> [WHAT YOU SHOULD DO] Each line below either holds the string "ReadWrite" or doesn't. Count those that do and give only the number.

** DATASET ENTRIES follows **

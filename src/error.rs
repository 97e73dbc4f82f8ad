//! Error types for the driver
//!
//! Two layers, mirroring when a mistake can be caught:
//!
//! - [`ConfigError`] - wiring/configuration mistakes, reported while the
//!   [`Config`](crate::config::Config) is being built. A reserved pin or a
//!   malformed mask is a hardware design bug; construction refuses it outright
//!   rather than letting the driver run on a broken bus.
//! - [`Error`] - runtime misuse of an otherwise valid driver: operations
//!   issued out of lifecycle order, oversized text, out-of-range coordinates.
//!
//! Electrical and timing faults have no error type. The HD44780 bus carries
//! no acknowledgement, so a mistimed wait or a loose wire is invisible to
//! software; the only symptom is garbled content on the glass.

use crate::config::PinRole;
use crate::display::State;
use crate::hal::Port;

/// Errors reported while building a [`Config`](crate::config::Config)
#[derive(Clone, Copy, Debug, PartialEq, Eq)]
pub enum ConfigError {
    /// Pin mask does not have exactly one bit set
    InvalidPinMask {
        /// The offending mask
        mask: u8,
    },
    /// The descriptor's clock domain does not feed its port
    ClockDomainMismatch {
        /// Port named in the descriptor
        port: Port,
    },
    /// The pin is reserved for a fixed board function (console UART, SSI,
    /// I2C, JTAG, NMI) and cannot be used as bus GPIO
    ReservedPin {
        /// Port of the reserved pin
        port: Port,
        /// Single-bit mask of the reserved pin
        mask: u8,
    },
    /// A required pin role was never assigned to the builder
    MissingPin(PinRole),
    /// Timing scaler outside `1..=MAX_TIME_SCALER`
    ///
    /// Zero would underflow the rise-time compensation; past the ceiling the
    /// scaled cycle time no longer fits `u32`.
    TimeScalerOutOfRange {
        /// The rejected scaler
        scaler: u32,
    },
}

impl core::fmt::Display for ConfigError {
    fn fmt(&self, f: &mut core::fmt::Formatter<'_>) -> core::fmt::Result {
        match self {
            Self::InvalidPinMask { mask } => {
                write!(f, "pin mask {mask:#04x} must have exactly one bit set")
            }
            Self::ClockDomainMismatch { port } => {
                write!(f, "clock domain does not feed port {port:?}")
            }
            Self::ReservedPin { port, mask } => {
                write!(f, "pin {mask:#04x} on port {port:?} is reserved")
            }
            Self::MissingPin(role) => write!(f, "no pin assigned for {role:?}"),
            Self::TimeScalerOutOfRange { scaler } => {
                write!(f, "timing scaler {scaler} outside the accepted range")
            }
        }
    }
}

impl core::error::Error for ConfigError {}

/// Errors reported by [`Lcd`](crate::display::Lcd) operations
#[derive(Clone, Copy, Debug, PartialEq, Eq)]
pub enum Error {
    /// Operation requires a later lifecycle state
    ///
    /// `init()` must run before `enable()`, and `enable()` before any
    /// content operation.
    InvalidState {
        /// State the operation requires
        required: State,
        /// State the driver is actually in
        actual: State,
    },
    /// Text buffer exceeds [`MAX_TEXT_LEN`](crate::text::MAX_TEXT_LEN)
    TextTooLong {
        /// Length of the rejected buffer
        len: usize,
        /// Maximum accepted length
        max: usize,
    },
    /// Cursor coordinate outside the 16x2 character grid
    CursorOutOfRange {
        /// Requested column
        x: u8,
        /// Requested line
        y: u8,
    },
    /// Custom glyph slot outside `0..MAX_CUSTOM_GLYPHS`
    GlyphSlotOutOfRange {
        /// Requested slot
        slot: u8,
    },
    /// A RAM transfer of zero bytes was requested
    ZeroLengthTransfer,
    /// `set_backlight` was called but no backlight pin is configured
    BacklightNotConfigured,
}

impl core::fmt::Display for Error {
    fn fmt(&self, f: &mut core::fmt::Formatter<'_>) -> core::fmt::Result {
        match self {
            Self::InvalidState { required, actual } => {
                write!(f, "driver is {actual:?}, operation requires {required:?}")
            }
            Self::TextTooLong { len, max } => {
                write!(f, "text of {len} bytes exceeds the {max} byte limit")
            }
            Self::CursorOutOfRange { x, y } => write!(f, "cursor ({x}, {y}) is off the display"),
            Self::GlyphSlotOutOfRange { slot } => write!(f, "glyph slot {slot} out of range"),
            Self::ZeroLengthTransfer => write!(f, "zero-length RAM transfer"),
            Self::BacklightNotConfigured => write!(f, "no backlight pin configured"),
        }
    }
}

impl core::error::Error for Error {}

** End of DATASET ENTRIES **
** DATASET ENTRIES follows **

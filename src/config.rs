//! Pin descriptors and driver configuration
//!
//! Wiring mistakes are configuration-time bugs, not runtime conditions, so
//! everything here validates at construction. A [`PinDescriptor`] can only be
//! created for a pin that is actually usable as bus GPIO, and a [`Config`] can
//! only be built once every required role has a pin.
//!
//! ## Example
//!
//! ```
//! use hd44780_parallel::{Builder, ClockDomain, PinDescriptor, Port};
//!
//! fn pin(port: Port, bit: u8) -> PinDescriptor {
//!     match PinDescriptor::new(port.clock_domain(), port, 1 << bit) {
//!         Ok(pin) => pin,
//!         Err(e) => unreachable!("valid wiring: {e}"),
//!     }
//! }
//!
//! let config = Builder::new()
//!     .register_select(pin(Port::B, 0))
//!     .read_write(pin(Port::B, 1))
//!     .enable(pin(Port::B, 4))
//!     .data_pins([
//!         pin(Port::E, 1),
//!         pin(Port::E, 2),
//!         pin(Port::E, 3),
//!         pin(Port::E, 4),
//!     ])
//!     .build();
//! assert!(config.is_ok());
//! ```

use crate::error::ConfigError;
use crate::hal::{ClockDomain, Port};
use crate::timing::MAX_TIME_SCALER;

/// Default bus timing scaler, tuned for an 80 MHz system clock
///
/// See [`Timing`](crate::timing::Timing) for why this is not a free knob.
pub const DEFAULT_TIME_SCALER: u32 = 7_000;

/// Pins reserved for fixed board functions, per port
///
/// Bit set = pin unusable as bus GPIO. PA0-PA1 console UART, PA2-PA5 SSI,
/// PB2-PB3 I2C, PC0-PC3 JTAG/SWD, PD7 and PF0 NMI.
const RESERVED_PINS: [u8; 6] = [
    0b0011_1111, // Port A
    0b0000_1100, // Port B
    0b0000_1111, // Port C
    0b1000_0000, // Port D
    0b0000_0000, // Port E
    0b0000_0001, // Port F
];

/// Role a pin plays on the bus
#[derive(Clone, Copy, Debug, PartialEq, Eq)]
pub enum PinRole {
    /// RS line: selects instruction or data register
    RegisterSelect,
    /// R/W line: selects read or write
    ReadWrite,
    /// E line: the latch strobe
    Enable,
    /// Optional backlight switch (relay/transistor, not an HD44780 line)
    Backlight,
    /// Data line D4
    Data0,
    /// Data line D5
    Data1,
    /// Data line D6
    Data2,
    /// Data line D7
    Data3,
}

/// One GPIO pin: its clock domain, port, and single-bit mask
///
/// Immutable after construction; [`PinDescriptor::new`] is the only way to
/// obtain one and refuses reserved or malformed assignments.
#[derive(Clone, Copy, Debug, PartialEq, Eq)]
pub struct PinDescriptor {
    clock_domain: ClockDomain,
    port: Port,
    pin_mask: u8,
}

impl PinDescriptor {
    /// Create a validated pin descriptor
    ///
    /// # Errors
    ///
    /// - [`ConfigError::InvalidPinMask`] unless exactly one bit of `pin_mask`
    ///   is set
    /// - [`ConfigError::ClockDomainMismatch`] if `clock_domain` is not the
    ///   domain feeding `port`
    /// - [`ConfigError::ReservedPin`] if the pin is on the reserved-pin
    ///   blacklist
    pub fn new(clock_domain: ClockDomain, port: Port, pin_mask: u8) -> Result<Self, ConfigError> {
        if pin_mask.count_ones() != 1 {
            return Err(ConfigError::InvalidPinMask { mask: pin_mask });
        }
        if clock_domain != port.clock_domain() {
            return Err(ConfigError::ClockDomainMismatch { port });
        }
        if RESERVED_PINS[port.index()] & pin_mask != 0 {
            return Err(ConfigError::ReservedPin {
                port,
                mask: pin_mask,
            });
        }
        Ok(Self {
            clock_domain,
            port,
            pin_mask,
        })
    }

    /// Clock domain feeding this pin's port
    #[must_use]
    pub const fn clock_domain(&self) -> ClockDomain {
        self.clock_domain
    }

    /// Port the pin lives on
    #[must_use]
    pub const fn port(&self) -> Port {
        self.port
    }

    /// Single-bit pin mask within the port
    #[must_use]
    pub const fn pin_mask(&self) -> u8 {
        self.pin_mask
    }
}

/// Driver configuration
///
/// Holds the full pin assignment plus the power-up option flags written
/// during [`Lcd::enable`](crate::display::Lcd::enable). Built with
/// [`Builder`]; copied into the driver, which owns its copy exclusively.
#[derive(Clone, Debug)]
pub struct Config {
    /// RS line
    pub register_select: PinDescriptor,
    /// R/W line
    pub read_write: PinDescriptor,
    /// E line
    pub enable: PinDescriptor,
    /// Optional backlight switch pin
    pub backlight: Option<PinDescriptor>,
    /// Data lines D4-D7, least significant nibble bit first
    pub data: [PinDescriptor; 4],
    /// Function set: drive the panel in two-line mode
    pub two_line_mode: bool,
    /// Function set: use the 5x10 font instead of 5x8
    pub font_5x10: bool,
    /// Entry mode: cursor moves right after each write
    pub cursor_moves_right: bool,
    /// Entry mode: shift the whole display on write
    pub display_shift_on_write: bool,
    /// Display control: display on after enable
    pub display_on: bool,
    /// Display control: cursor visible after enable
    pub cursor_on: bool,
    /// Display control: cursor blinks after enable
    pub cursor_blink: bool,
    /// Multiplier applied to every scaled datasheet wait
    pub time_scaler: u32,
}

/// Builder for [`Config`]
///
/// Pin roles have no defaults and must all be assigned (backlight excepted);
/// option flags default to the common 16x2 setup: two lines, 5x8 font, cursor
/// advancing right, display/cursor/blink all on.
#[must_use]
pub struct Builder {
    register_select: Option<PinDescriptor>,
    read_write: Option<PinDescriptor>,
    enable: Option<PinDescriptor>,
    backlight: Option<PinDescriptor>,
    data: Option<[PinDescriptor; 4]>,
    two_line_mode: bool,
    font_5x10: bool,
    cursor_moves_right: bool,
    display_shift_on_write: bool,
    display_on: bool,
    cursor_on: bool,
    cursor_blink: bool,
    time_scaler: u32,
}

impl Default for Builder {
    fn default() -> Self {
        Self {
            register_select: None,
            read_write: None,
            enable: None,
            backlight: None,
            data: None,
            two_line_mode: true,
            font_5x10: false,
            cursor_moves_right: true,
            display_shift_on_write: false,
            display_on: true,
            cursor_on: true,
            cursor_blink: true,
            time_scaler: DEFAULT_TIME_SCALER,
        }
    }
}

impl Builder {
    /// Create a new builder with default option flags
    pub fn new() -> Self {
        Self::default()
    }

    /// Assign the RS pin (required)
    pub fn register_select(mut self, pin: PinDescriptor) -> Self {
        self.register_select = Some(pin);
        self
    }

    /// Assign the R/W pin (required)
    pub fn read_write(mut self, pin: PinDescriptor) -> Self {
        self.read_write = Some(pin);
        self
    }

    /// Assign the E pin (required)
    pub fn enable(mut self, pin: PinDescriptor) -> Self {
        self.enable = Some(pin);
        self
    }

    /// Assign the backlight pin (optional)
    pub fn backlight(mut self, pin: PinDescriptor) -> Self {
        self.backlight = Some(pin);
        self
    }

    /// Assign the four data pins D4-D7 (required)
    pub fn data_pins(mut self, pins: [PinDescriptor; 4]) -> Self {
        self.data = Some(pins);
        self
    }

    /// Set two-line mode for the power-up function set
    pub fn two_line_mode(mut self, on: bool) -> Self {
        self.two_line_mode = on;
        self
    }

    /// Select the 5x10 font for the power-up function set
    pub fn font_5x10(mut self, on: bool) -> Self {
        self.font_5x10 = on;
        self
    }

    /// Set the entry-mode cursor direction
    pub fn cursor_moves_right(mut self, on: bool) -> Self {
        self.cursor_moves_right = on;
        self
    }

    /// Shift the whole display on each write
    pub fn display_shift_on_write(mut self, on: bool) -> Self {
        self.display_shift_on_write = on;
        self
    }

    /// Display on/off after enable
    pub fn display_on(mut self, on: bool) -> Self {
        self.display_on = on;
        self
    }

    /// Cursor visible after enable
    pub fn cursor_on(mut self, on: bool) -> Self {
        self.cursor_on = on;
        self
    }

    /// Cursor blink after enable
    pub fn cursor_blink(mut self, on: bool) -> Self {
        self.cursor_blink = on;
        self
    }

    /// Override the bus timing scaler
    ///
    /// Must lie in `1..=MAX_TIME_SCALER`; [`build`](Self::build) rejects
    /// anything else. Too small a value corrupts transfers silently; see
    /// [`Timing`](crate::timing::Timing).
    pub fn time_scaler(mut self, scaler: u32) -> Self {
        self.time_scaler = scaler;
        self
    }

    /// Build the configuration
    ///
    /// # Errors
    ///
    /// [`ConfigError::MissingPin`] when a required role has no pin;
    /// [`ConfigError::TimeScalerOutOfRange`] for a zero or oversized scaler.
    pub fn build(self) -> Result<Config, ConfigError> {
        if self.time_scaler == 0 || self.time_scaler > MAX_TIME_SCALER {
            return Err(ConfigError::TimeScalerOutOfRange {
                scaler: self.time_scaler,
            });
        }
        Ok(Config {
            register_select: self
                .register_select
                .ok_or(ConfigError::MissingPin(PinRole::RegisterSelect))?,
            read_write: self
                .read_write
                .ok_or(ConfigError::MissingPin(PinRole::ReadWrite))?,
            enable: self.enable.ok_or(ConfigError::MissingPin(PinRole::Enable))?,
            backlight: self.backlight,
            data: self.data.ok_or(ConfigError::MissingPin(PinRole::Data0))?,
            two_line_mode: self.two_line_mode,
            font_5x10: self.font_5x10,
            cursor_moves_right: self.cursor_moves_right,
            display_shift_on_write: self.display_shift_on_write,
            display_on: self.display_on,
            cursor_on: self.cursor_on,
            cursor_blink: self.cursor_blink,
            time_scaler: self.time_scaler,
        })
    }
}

** End of DATASET ENTRIES **

> [ANSWER BOX] 2